DATASET RECORDS Start Marker

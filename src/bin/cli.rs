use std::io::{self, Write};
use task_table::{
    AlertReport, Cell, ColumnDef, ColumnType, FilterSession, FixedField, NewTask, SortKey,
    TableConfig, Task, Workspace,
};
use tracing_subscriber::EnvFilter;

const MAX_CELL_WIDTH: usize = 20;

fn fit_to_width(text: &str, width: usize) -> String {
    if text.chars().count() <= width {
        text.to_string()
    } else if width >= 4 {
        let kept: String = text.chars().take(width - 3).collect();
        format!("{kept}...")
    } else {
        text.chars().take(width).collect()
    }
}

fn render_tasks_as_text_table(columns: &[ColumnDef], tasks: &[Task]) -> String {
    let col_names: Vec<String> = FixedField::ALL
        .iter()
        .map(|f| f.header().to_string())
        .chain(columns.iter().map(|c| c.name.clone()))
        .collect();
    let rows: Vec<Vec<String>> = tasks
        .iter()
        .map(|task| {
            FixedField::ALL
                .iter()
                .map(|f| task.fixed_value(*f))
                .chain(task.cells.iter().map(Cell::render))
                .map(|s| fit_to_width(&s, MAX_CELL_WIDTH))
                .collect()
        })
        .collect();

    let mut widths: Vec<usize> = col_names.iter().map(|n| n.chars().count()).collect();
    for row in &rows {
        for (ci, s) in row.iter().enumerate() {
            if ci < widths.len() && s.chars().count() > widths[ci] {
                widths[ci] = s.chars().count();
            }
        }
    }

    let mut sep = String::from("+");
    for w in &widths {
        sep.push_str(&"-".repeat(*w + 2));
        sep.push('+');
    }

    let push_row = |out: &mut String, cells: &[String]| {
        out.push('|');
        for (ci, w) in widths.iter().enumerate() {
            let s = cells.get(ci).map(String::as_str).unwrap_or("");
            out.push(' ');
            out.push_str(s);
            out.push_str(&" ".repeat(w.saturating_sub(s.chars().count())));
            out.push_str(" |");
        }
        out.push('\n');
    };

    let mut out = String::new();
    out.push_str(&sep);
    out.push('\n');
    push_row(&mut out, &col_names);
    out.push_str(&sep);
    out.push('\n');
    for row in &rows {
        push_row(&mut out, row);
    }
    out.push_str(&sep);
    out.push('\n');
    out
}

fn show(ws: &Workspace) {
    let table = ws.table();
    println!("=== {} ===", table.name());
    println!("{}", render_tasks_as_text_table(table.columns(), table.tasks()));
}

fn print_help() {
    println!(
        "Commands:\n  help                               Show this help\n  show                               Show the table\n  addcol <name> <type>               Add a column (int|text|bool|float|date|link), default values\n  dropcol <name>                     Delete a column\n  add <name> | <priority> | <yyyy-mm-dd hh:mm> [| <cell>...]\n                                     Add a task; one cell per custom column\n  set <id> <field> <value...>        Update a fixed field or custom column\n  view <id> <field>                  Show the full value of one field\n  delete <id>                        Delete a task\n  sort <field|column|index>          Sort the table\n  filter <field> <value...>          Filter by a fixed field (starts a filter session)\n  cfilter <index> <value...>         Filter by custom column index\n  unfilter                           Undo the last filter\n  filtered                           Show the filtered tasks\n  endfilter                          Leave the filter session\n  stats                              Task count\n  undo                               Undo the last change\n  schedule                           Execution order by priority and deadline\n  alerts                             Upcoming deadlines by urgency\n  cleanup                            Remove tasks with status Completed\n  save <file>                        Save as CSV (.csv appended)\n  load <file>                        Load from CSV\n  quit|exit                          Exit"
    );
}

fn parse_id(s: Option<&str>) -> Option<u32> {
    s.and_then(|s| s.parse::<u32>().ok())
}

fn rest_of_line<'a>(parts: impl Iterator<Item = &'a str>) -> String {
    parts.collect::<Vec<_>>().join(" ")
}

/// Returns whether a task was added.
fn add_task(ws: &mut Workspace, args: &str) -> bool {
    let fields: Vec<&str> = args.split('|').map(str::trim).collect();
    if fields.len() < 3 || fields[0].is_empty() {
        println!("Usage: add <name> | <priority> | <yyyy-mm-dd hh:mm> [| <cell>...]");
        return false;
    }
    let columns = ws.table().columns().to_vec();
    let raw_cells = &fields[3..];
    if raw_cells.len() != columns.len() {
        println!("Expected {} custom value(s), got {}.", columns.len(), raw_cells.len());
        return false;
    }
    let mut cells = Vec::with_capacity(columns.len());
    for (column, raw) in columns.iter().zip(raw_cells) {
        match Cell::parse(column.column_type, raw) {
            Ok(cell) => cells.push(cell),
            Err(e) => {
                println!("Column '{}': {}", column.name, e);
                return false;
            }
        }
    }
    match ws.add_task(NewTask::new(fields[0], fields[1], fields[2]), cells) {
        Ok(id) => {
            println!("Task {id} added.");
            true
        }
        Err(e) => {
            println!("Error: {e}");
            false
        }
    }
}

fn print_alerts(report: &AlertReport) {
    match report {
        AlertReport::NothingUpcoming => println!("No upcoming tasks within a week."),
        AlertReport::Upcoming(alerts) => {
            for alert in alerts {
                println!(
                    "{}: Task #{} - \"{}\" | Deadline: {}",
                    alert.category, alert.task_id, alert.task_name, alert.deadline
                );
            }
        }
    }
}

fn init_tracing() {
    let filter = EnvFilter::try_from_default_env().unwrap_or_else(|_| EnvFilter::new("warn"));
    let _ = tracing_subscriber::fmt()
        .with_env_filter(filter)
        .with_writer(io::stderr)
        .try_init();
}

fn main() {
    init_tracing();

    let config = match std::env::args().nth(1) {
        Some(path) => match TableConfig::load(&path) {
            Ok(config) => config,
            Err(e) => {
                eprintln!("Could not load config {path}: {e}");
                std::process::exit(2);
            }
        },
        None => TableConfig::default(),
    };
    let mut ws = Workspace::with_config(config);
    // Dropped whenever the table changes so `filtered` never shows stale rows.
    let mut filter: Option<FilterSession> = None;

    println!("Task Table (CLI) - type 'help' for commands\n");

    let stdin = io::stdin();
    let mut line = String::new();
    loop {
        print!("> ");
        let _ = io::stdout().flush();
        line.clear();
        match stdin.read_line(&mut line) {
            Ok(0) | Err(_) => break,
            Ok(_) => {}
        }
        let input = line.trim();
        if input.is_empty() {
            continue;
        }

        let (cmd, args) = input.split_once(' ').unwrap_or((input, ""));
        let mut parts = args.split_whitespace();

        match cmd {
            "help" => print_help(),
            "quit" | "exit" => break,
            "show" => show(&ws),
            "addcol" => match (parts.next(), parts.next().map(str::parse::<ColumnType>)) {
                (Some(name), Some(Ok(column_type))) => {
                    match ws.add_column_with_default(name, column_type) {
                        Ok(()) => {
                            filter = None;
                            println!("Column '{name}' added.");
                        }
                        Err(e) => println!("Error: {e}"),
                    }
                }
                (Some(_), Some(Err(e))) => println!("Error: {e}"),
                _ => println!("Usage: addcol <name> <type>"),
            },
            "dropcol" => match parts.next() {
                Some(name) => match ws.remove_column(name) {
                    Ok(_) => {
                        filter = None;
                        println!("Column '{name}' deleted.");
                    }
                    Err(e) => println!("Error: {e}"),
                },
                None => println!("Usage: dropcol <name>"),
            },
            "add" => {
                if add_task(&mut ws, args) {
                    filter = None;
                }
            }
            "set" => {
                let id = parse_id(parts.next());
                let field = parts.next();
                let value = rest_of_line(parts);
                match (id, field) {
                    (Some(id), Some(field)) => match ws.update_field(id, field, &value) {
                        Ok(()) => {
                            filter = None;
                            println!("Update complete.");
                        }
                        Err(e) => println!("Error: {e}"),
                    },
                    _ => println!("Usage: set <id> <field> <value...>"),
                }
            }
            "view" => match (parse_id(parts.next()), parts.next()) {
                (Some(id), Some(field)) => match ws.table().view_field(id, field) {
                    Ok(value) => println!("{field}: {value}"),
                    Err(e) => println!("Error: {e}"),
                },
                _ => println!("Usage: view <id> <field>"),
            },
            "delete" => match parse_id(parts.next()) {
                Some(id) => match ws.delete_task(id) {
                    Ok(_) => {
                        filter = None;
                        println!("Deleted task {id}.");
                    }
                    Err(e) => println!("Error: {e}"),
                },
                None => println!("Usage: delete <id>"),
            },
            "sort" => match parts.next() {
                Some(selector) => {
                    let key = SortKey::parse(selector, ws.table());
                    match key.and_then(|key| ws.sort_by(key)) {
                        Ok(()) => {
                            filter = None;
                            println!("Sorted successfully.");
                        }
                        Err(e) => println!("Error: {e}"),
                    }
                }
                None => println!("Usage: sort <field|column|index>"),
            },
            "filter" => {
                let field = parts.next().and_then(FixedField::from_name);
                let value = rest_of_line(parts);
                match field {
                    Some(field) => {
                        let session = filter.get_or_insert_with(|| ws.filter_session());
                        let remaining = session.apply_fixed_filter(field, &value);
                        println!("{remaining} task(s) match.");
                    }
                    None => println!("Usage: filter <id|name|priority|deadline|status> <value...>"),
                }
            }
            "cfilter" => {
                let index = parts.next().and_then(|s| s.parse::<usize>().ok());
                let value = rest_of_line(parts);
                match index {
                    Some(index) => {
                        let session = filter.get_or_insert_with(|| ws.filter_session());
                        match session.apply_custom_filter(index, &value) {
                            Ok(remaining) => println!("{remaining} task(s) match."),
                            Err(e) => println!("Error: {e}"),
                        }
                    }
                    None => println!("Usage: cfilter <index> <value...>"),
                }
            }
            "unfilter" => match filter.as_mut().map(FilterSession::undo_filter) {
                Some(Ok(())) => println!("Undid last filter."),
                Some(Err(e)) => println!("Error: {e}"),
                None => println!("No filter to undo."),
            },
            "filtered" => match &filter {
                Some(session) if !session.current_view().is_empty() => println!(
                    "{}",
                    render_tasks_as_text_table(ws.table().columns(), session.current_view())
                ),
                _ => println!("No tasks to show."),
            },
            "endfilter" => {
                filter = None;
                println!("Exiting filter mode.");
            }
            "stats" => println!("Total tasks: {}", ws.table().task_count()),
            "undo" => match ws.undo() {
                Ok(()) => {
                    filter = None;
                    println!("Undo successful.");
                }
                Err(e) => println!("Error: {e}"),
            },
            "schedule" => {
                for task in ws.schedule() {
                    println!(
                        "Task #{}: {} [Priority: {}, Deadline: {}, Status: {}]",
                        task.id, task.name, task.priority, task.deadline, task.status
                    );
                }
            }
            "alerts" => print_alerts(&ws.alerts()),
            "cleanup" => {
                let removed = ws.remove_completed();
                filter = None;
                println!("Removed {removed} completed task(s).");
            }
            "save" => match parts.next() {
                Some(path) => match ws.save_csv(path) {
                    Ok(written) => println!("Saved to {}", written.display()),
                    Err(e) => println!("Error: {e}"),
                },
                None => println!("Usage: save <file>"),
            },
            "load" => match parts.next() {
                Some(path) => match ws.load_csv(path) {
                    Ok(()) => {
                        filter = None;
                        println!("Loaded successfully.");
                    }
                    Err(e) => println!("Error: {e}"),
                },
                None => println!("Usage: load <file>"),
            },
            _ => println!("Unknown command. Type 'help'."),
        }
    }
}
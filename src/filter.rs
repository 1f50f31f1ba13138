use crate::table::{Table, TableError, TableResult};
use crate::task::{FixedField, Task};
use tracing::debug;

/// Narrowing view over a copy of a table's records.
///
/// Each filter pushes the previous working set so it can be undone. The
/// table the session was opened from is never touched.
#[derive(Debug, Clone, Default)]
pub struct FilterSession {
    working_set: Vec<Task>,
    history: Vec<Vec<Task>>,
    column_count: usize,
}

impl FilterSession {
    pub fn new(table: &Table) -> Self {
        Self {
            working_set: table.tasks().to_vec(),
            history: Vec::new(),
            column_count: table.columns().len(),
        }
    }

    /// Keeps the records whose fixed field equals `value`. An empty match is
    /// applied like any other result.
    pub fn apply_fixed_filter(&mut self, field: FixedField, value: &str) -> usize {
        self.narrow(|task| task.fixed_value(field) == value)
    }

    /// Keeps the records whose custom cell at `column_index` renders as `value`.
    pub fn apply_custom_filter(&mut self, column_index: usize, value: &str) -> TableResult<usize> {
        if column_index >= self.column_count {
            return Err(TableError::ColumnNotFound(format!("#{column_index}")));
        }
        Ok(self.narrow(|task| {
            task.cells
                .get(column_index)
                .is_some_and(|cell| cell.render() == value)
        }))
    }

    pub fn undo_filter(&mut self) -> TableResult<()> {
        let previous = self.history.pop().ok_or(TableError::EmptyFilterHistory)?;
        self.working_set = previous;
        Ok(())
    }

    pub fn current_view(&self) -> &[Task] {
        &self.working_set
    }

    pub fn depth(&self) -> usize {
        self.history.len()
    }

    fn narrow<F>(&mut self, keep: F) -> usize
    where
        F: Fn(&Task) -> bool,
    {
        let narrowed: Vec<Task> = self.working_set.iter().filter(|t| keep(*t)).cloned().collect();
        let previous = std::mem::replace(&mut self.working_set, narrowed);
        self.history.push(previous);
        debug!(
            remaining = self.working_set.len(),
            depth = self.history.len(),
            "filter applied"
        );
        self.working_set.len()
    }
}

DATASET RECORDS End Marker

TASK DESCRIPTION
What are the exact lines from the beginning of the material through the line containing "tasks: &[Task]) ->"? Write out those lines alone.

ANSWER TO THIS TASK
filename src/bin/cli.rs
use std::io::{self, Write};
use task_table::{
    AlertReport, Cell, ColumnDef, ColumnType, FilterSession, FixedField, NewTask, SortKey,
    TableConfig, Task, Workspace,
};
use tracing_subscriber::EnvFilter;

const MAX_CELL_WIDTH: usize = 20;

fn fit_to_width(text: &str, width: usize) -> String {
    if text.chars().count() <= width {
        text.to_string()
    } else if width >= 4 {
        let kept: String = text.chars().take(width - 3).collect();
        format!("{kept}...")
    } else {
        text.chars().take(width).collect()
    }
}

fn render_tasks_as_text_table(columns: &[ColumnDef], tasks: &[Task]) -> String {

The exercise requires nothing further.